Et vous, pensez-vous que le Brexit impactera votre vie personnelle ?

Commentaires

  1. Bonjour Pierre,

    merci beaucoup pour cet article très bien écrit et surtout…très réaliste…

    "Le vote a mis en évidence les fractures sociales, générationnelles et géographiques du Royaume-Uni."

    OUI…! Absolument… Durant mon séjour de 1 an en Grande Bretagne, j 'ai visité toutes les régions y compris
    l ’ Irlande du Nord… J ’ y avais aussi travaillé … Des jobs pas très glorieux…mais surtout au contact des gens.

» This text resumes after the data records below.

mod face;
mod token;
mod user;

pub use face::{CitizenLogin, FaceAuthError, FaceMatcher};
pub use token::{AuthToken, AUTH_TOKEN_COOKIE};
pub use user::{Rights, User};
//! # Nobody Chat Protocol Library
//!
//! This crate provides the wire formats and cryptographic primitives for the
//! Nobody Chat relay signaling channel.
//!
//! ## Overview
//!
//! Clients talk to each other through a relay that forwards JSON envelopes.
//! After a one-message-per-direction key exchange every envelope is sealed,
//! so the relay only ever sees ciphertext. This crate provides:
//!
//! - **Message Definitions**: the `msg_type` envelope and the call-negotiation signals
//! - **Key Exchange**: ephemeral X25519 with HKDF-SHA256 per-direction keys
//! - **Session Cipher**: ChaCha20-Poly1305 with counter nonces and replay rejection
//!
//! ## Architecture
//!
//! ```text
//! ┌─────────────────────────────────────────┐
//! │          Application Messages           │  JSON envelopes
//! ├─────────────────────────────────────────┤
//! │            Session Cipher               │  ChaCha20-Poly1305, seq nonce
//! ├─────────────────────────────────────────┤
//! │             Key Exchange                │  X25519 + HKDF-SHA256
//! ├─────────────────────────────────────────┤
//! │        Transport (WebSocket text)       │  base64 frames
//! └─────────────────────────────────────────┘
//! ```
//!
//! ## Example Usage
//!
//! ```rust
//! use protocol::{Envelope, KeyExchange, Message, SignalInfo, SignalType};
//!
//! // Both sides generate an ephemeral key and swap public keys
//! let alice = KeyExchange::new();
//! let bob = KeyExchange::new();
//! let (alice_pk, bob_pk) = (alice.public_key_message(), bob.public_key_message());
//! let mut alice = alice.finish(&bob_pk).unwrap();
//! let mut bob = bob.finish(&alice_pk).unwrap();
//!
//! // Seal a call request
//! let signal = SignalInfo::new("alice", "bob", SignalType::RequestVideo, "1700000000000");
//! let frame = alice.encrypt(&Envelope::new(Message::Signal(signal)).to_json().unwrap()).unwrap();
//!
//! // Open it on the other side
//! let envelope = Envelope::from_json(&bob.decrypt(&frame).unwrap()).unwrap();
//! assert!(matches!(envelope.msg_type, Message::Signal(_)));
//! ```
//!
//! ## Modules
//!
//! - [`messages`]: Envelope and signal definitions
//! - [`handshake`]: X25519 key exchange
//! - [`cipher`]: Session cipher
//! - [`error`]: Error types

pub mod cipher;
pub mod error;
pub mod handshake;
pub mod messages;

pub use cipher::{OpeningKey, SealingKey, SessionCipher, FRAME_OVERHEAD, KEY_LEN};
pub use error::{ProtocolError, Result};
pub use handshake::{decode_public_key, KeyExchange, PUBLIC_KEY_LEN};
pub use messages::{Envelope, Message, MessageKind, SignalInfo, SignalType, UserId};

    => J ´y ai vu de profonds clivages sociaux…. Bien reconnaissables à l’ Anglais parlé et aux différents journaux lus par ces différentes couches de la population…!!

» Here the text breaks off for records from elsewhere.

//! One-to-one call negotiation.
//!
//! - [`state`]: the pure transition function over [`NegotiationSession`]
//! - [`negotiator`]: the async driver that executes transition effects
//! - [`peer`]: peer-connection and media adapter contracts
//! - [`webrtc`]: the webrtc-rs implementation of those contracts
//! - `testing`: scripted adapters, built for tests and the `test-util` feature

pub mod negotiator;
pub mod peer;
pub mod state;
#[cfg(any(test, feature = "test-util"))]
pub mod testing;
pub mod webrtc;

use std::fmt;

use protocol::ProtocolError;
use thiserror::Error;

/// Errors raised while driving a negotiation.
#[derive(Debug, Error)]
pub enum CallError {
    /// The user or platform refused camera/microphone access.
    #[error("media permission denied")]
    MediaPermissionDenied,

    /// The peer connection rejected an operation.
    #[error("peer connection failure: {0}")]
    PeerConnection(String),

    /// An SDP payload could not be parsed.
    #[error("invalid session description: {0}")]
    InvalidSdp(String),

    /// An ICE candidate payload could not be parsed.
    #[error("invalid ICE candidate: {0}")]
    InvalidCandidate(String),

    /// Sending a signal failed.
    #[error("signal transport failed: {0}")]
    Transport(#[from] ProtocolError),
}

/// Negotiation state of the local client.
#[derive(Debug, Clone, Copy, PartialEq, Eq, Hash, Default)]
pub enum CallState {
    /// No negotiation in progress.
    #[default]
    Idle,
    /// We asked a peer for a call and wait for consent.
    Requesting,
    /// A peer asked us for a call and the user has not answered.
    Thinking,
    /// The peer consented; we create and send the offer.
    Offering,
    /// We consented and wait for the peer's offer.
    WaitOffering,
    /// Descriptions exchanged; media flows once ICE connects.
    Communicating,
}

impl CallState {
    /// Whether a peer connection exists in this state.
    pub fn has_peer_connection(self) -> bool {
        matches!(
            self,
            CallState::Offering | CallState::WaitOffering | CallState::Communicating
        )
    }
}

impl fmt::Display for CallState {
    fn fmt(&self, f: &mut fmt::Formatter<'_>) -> fmt::Result {
        let name = match self {
            CallState::Idle => "idle",
            CallState::Requesting => "requesting",
            CallState::Thinking => "thinking",
            CallState::Offering => "offering",
            CallState::WaitOffering => "wait-offering",
            CallState::Communicating => "communicating",
        };
        f.write_str(name)
    }
}

/// User-facing outcome of a negotiation that ended without a call.
#[derive(Debug, Clone, PartialEq, Eq)]
pub enum Notification {
    /// Local media could not be acquired.
    PermissionDenied,
    /// The peer declined.
    PeerDenied,
    /// The peer is in another negotiation.
    PeerBusy,
    /// The peer hung up or went offline.
    HungUp,
    /// The peer never answered our request.
    TimedOut,
    /// The peer connection failed.
    CallFailed(String),
}

impl fmt::Display for Notification {
    fn fmt(&self, f: &mut fmt::Formatter<'_>) -> fmt::Result {
        match self {
            Notification::PermissionDenied => f.write_str("camera or microphone permission denied"),
            Notification::PeerDenied => f.write_str("the peer declined the call"),
            Notification::PeerBusy => f.write_str("the peer is busy"),
            Notification::HungUp => f.write_str("the call ended"),
            Notification::TimedOut => f.write_str("the peer did not answer"),
            Notification::CallFailed(reason) => write!(f, "the call failed: {reason}"),
        }
    }
}

/// Kind of a media track.
#[derive(Debug, Clone, Copy, PartialEq, Eq, Hash)]
pub enum TrackKind {
    Audio,
    Video,
}

impl fmt::Display for TrackKind {
    fn fmt(&self, f: &mut fmt::Formatter<'_>) -> fmt::Result {
        match self {
            TrackKind::Audio => f.write_str("audio"),
            TrackKind::Video => f.write_str("video"),
        }
    }
}

pub use negotiator::{CallNegotiator, NegotiatorHandle, SessionSnapshot, SignalSink};
pub use peer::{MediaSource, MediaStream, MediaTrack, PeerConnection, PeerConnectionFactory, PeerEvents};
pub use state::{transition, Effect, NegotiationSession, Trigger};
//! Network module for the relay connection.
//!
//! This module provides:
//! - A text-frame [`RawChannel`] abstraction over the relay socket
//! - A WebSocket implementation of it (tokio-tungstenite)
//! - An in-memory pair for tests and loopback use
//! - The [`secure`] layer that runs the key exchange and seals every frame

pub mod memory;
pub mod secure;
pub mod websocket;

use protocol::error::{ProtocolError, Result};
use tokio::sync::mpsc;

/// Buffer size of the channels bridging socket tasks and their users.
pub const CHANNEL_CAPACITY: usize = 256;

/// Reliable, ordered, bidirectional channel of text frames.
///
/// Transports spawn their own I/O tasks and hand back the two ends of the
/// bridging channels. A closed receiver means the connection is gone.
#[derive(Debug)]
pub struct RawChannel {
    sender: RawSender,
    receiver: RawReceiver,
}

impl RawChannel {
    /// Build a channel from its bridging halves.
    pub fn new(outgoing: mpsc::Sender<String>, incoming: mpsc::Receiver<String>) -> Self {
        Self {
            sender: RawSender { tx: outgoing },
            receiver: RawReceiver { rx: incoming },
        }
    }

    /// Separate the sending and receiving halves.
    pub fn split(self) -> (RawSender, RawReceiver) {
        (self.sender, self.receiver)
    }
}

/// Sending half of a [`RawChannel`]. Dropping it closes the connection.
#[derive(Debug, Clone)]
pub struct RawSender {
    tx: mpsc::Sender<String>,
}

impl RawSender {
    /// Queue one text frame for sending.
    pub async fn send(&self, frame: String) -> Result<()> {
        self.tx
            .send(frame)
            .await
            .map_err(|_| ProtocolError::ConnectionClosed("raw channel closed".to_string()))
    }

    /// Whether the transport has gone away.
    pub fn is_closed(&self) -> bool {
        self.tx.is_closed()
    }
}

/// Receiving half of a [`RawChannel`].
#[derive(Debug)]
pub struct RawReceiver {
    rx: mpsc::Receiver<String>,
}

impl RawReceiver {
    /// Next text frame, or `None` once the connection is closed.
    pub async fn recv(&mut self) -> Option<String> {
        self.rx.recv().await
    }
}

// Re-export key types
pub use memory::memory_pair;
pub use secure::{open_secure_channel, SecureReceiver, SecureSender};
pub use websocket::connect_websocket;
//! # Nobody Chat call client
//!
//! Client side of the nobody-chat relay: an encrypted signaling channel to
//! the relay and the negotiation that sets up one-to-one WebRTC calls over it.
//!
//! ## Architecture
//!
//! ```text
//! ┌──────────────────────────────────────────────────────────┐
//! │                       CallClient                         │
//! ├──────────────────────────────────────────────────────────┤
//! │  receive loop ──► SignalRouter ──► roster / presenter    │
//! │                        │                                 │
//! │                        ▼                                 │
//! │                  CallNegotiator ──► PeerConnection       │
//! │                        │              (webrtc-rs)        │
//! │                        ▼                                 │
//! │  SecureSender / SecureReceiver  (X25519 + ChaCha20)      │
//! │                        │                                 │
//! │  RawChannel  (WebSocket, or in-memory for tests)         │
//! └──────────────────────────────────────────────────────────┘
//! ```
//!
//! ## Quick Start
//!
//! ```rust,no_run
//! use std::sync::Arc;
//!
//! use client::presenter::ChannelPresenter;
//! use client::{CallClient, Config};
//!
//! #[tokio::main]
//! async fn main() -> anyhow::Result<()> {
//!     let config = Config::load_default()?;
//!     let (presenter, _events) = ChannelPresenter::new();
//!
//!     let client = CallClient::connect(&config, Arc::new(presenter)).await?;
//!     client.call("2");
//!
//!     client.closed().await;
//!     Ok(())
//! }
//! ```
//!
//! ## Modules
//!
//! - [`config`]: Configuration loading and defaults
//! - [`network`]: Relay transports and the secure channel
//! - [`router`]: Per-kind dispatch of relay envelopes
//! - [`call`]: Negotiation state machine, driver and WebRTC adapter
//! - [`presenter`]: What the user gets to see
//! - [`orchestrator`]: Wires everything to a relay connection

pub mod call;
pub mod config;
pub mod network;
pub mod orchestrator;
pub mod presenter;
pub mod router;

// Re-export protocol for convenience
pub use protocol;

pub use call::{CallError, CallState, Notification, TrackKind};
pub use config::{Config, ConfigError};
pub use orchestrator::{CallClient, ClientOptions};
pub use presenter::{ChannelPresenter, Contact, Presenter, PresenterEvent};
pub use router::{RouterError, SignalRouter};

    J ’ avais donné une conférence dans une école internationale ( devant un jury…) sur la criminalité au royaume uni. Scotland Yard m ’ avait beaucoup aidé dans mes recherches, au niveau du Grand Londres…
    ( Sondage personnel de la population inclu… )

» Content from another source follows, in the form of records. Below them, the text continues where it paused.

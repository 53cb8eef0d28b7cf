//! Presentation contract.
//!
//! The client core reports everything the user should see through a
//! [`Presenter`]. Methods are synchronous and must not block; implementations
//! forward to whatever drives the display.

use protocol::UserId;
use tokio::sync::mpsc;

use crate::call::{CallState, Notification, TrackKind};

/// A client known to be online.
#[derive(Debug, Clone, PartialEq, Eq)]
pub struct Contact {
    pub id: UserId,
    pub name: String,
}

/// Receives user-visible events.
pub trait Presenter: Send + Sync {
    /// The negotiation moved to `state`; `peer_id` is set unless idle.
    fn state_changed(&self, state: CallState, peer_id: Option<&str>);

    /// A peer asked for a call. Answer with accept or deny on the
    /// negotiator handle.
    fn consent_requested(&self, peer_id: &str);

    fn notify(&self, notification: &Notification);

    fn remote_track(&self, peer_id: &str, kind: TrackKind);

    fn chat(&self, _from: &str, _text: &str) {}

    /// The roster changed; `contacts` is the full list, sorted by id.
    fn roster_changed(&self, _contacts: &[Contact]) {}
}

/// Owned form of every [`Presenter`] call.
#[derive(Debug, Clone, PartialEq, Eq)]
pub enum PresenterEvent {
    StateChanged {
        state: CallState,
        peer_id: Option<UserId>,
    },
    ConsentRequested {
        peer_id: UserId,
    },
    Notification(Notification),
    RemoteTrack {
        peer_id: UserId,
        kind: TrackKind,
    },
    Chat {
        from: UserId,
        text: String,
    },
    Roster(Vec<Contact>),
}

/// Presenter that forwards every call as a [`PresenterEvent`].
#[derive(Debug, Clone)]
pub struct ChannelPresenter {
    tx: mpsc::UnboundedSender<PresenterEvent>,
}

impl ChannelPresenter {
    pub fn new() -> (Self, mpsc::UnboundedReceiver<PresenterEvent>) {
        let (tx, rx) = mpsc::unbounded_channel();
        (Self { tx }, rx)
    }

    fn emit(&self, event: PresenterEvent) {
        if self.tx.send(event).is_err() {
            tracing::trace!("presenter receiver dropped");
        }
    }
}

impl Presenter for ChannelPresenter {
    fn state_changed(&self, state: CallState, peer_id: Option<&str>) {
        self.emit(PresenterEvent::StateChanged {
            state,
            peer_id: peer_id.map(str::to_owned),
        });
    }

    fn consent_requested(&self, peer_id: &str) {
        self.emit(PresenterEvent::ConsentRequested {
            peer_id: peer_id.to_owned(),
        });
    }

    fn notify(&self, notification: &Notification) {
        self.emit(PresenterEvent::Notification(notification.clone()));
    }

    fn remote_track(&self, peer_id: &str, kind: TrackKind) {
        self.emit(PresenterEvent::RemoteTrack {
            peer_id: peer_id.to_owned(),
            kind,
        });
    }

    fn chat(&self, from: &str, text: &str) {
        self.emit(PresenterEvent::Chat {
            from: from.to_owned(),
            text: text.to_owned(),
        });
    }

    fn roster_changed(&self, contacts: &[Contact]) {
        self.emit(PresenterEvent::Roster(contacts.to_vec()));
    }
}

#[cfg(test)]
mod tests {
    use super::*;

    #[test]
    fn test_channel_presenter_forwards_in_order() {
        let (presenter, mut rx) = ChannelPresenter::new();

        presenter.state_changed(CallState::Thinking, Some("2"));
        presenter.consent_requested("2");
        presenter.notify(&Notification::PeerBusy);
        presenter.chat("2", "hi");

        assert_eq!(
            rx.try_recv().unwrap(),
            PresenterEvent::StateChanged {
                state: CallState::Thinking,
                peer_id: Some("2".into())
            }
        );
        assert_eq!(
            rx.try_recv().unwrap(),
            PresenterEvent::ConsentRequested { peer_id: "2".into() }
        );
        assert_eq!(
            rx.try_recv().unwrap(),
            PresenterEvent::Notification(Notification::PeerBusy)
        );
        assert_eq!(
            rx.try_recv().unwrap(),
            PresenterEvent::Chat {
                from: "2".into(),
                text: "hi".into()
            }
        );
    }

    #[test]
    fn test_dropped_receiver_is_harmless() {
        let (presenter, rx) = ChannelPresenter::new();
        drop(rx);
        presenter.notify(&Notification::HungUp);
    }
}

    C est une nouvelle aire qui commence avec la Grande Bretagne, pays qui risque de se morceler …
    lors de l’ éventuelle scission avec l ’ Ecosse. => On en rigole déjà et l 'on parlera de Little Britain.

    Finalement, qu ’ adviendra-t-il des nombreux frontaliers qui vont travailler tous les jours à Londres et de ceux qui y vivent…?? ( Kensington regorge de Français…) …Leur faudra-t-il un permis de travail comme en Suisse…?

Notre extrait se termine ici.